No, really. I’ve found myself feeling almost unreasonably happy lately. Happy and content and like everything is going to be ok. This is a big deal for me!

Here’s a little something about me that you might not know: I spend a great deal of my time feeling anxious and worried and waiting for the other shoe to drop. I’ve experienced postpartum anxiety after each of my children was born, with increasing degree of severity with each child, and it tends to last for quite a while after the fact, to the point where it might even be safe to call it “generalized anxiety” by this point. It tends to spike under certain conditions (long drives on the highway as a passenger, especially in traffic or at night, for instance) and at specific times of the month (PMS and mid-cycle). I’m not on a maintenance medication, but I do have a prescription for a “rescue dose” of Xanax to prevent anxiety attacks in situations where I know they’re likely to happen or control them when they do. I take approximately 12 pills a year and the pills are 10-25mg.
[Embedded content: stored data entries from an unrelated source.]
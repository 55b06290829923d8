//! Outbound Forwarder (C10): an independent loop that batches staged
//! payloads and POSTs them to the persistence API. On final failure the
//! batch is dropped — there is deliberately no local DLQ for this sink
//! (a prior design note flagged this as worth revisiting, but it is not
//! this workspace's call to make).

use crate::staging::OutboundStaging;
use ei_common::BatchMetadataItem;
use ei_retry::{classify_status, parse_retry_after, retry_with_backoff, Attempt, RetryDecision, RetryPolicy};
use std::sync::Arc;
use std::time::Duration;
use tracing::{debug, error, info, warn};

#[derive(Debug, Clone)]
pub struct ForwarderConfig {
    pub batch_size: usize,
    pub fetch_interval: Duration,
    pub persistence_base_url: String,
    pub retry_policy: RetryPolicy,
}

impl Default for ForwarderConfig {
    fn default() -> Self {
        Self {
            batch_size: 50,
            fetch_interval: Duration::from_secs(2),
            persistence_base_url: "http://localhost:9000".to_string(),
            retry_policy: RetryPolicy::default(),
        }
    }
}

pub struct OutboundForwarder {
    staging: Arc<OutboundStaging>,
    http: reqwest::Client,
    config: ForwarderConfig,
    shutdown: tokio::sync::watch::Receiver<bool>,
}

impl OutboundForwarder {
    pub fn new(staging: Arc<OutboundStaging>, config: ForwarderConfig, shutdown: tokio::sync::watch::Receiver<bool>) -> Self {
        let http = reqwest::Client::builder()
            .timeout(Duration::from_secs(30))
            .build()
            .expect("reqwest client builds with static config");
        Self { staging, http, config, shutdown }
    }

    pub async fn run(&self) {
        let mut shutdown = self.shutdown.clone();
        loop {
            let size = match self.staging.size().await {
                Ok(size) => size,
                Err(e) => {
                    error!(error = %e, "failed to read outbound staging size");
                    0
                }
            };

            let draining = *shutdown.borrow();
            if draining && size == 0 {
                info!("outbound forwarder draining complete, exiting");
                return;
            }

            if size == 0 || ((size as usize) < self.config.batch_size && !draining) {
                tokio::select! {
                    _ = tokio::time::sleep(self.config.fetch_interval) => {}
                    _ = shutdown.changed() => {}
                }
                continue;
            }

            if let Err(e) = self.drain_one_batch().await {
                warn!(error = %e, "outbound batch drain iteration failed");
            }
        }
    }

    async fn drain_one_batch(&self) -> ei_common::Result<()> {
        let raw = self.staging.pop_batch(self.config.batch_size).await?;
        if raw.is_empty() {
            return Ok(());
        }

        let items: Vec<BatchMetadataItem> = raw
            .iter()
            .filter_map(|payload| match serde_json::from_str(payload) {
                Ok(item) => Some(item),
                Err(e) => {
                    warn!(error = %e, "dropping malformed outbound payload");
                    None
                }
            })
            .collect();
        if items.is_empty() {
            return Ok(());
        }

        let url = format!("{}/batch-metadata", self.config.persistence_base_url);
        let policy = self.config.retry_policy.clone();
        let http = self.http.clone();
        let count = items.len();

        let result = retry_with_backoff(&policy, move |attempt| {
            let http = http.clone();
            let url = url.clone();
            let items = items.clone();
            async move {
                let response = match http.post(&url).json(&items).send().await {
                    Ok(r) => r,
                    Err(e) => return Attempt::Retryable(format!("request error: {e}"), None),
                };
                let status = response.status();
                if status.is_success() {
                    return Attempt::Success(());
                }
                let retry_after = response
                    .headers()
                    .get("Retry-After")
                    .and_then(|v| v.to_str().ok())
                    .and_then(parse_retry_after);
                let body = response.text().await.unwrap_or_default();
                debug!(attempt, status = status.as_u16(), "batch-metadata post rejected");
                match classify_status(status.as_u16()) {
                    RetryDecision::Retryable => Attempt::Retryable(format!("{status}: {body}"), retry_after),
                    RetryDecision::Fatal => Attempt::Fatal(format!("{status}: {body}")),
                }
            }
        })
        .await;

        match result {
            Ok(()) => {
                info!(count, "forwarded batch to persistence API");
                Ok(())
            }
            Err(e) => {
                error!(count, error = %e, "batch permanently failed, dropping (no outbound DLQ)");
                Ok(())
            }
        }
    }
}

#[cfg(test)]
mod tests {
    use super::*;
    use ei_store::Store;
    use wiremock::matchers::{method, path};
    use wiremock::{Mock, MockServer, ResponseTemplate};

    fn sample_item() -> BatchMetadataItem {
        serde_json::from_value(serde_json::json!({
            "emailId": "msg-1",
            "subject": "hello",
            "sender": "sender@example.com",
            "recipient": "recipient@example.com",
            "receivedDate": "2026-01-01T00:00:00Z",
            "hasAttachments": false,
            "status": "PROCESSED",
        }))
        .expect("sample item matches BatchMetadataItem shape")
    }

    async fn staging_with_redis() -> Option<Arc<OutboundStaging>> {
        let url = std::env::var("TEST_REDIS_URL").ok()?;
        let store = Store::connect(&url).await.ok()?;
        Some(Arc::new(OutboundStaging::new(Arc::new(store))))
    }

    #[tokio::test]
    async fn drains_and_forwards_staged_batch() {
        let Some(staging) = staging_with_redis().await else {
            return;
        };
        let server = MockServer::start().await;
        Mock::given(method("POST"))
            .and(path("/batch-metadata"))
            .respond_with(ResponseTemplate::new(200))
            .expect(1)
            .mount(&server)
            .await;

        let item = sample_item();
        staging.push(&serde_json::to_string(&item).unwrap()).await.unwrap();

        let (_tx, rx) = tokio::sync::watch::channel(false);
        let config = ForwarderConfig { persistence_base_url: server.uri(), ..Default::default() };
        let forwarder = OutboundForwarder::new(staging.clone(), config, rx);
        forwarder.drain_one_batch().await.unwrap();

        assert_eq!(staging.size().await.unwrap(), 0);
    }

    #[tokio::test]
    async fn permanent_failure_still_drains_without_error() {
        let Some(staging) = staging_with_redis().await else {
            return;
        };
        let server = MockServer::start().await;
        Mock::given(method("POST"))
            .and(path("/batch-metadata"))
            .respond_with(ResponseTemplate::new(401))
            .mount(&server)
            .await;

        let item = sample_item();
        staging.push(&serde_json::to_string(&item).unwrap()).await.unwrap();

        let (_tx, rx) = tokio::sync::watch::channel(false);
        let mut config = ForwarderConfig { persistence_base_url: server.uri(), ..Default::default() };
        config.retry_policy.max_retries = 1;
        let forwarder = OutboundForwarder::new(staging.clone(), config, rx);
        assert!(forwarder.drain_one_batch().await.is_ok());
    }
}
My baseline is probably a lot closer to what most people experiences as near-panic. Most of the time, I have a running mental monologue about all the bad things that might happen, could be happening right now if I’m not paying enough attention, will happen if I don’t stay in a heightened state of alert at all times. Sometimes I go through stints of having to almost compulsively check on the children at night to make sure they’re breathing, especially Babypie. I call it “bothering the baby,” because if I don’t see her chest moving, I have to touch her and put my hand on her chest until I feel her moving. Sometimes I experience anxiety as an overwhelming wall of sensory input: too much noise, too much light, too much movement. Relaxing has been…difficult. Anxiety goes along with itchiness for me, too, and I’ll often start breaking out in hives on my face or neck/chest when I’m building up to an anxiety attack. Sometimes I can nip it in the bud by taking a well-timed antihistamine; sometimes not so much. I don’t spend every minute of my day in full-blown anxiety, but I’ve spent a lot of time with it lingering underneath the surface.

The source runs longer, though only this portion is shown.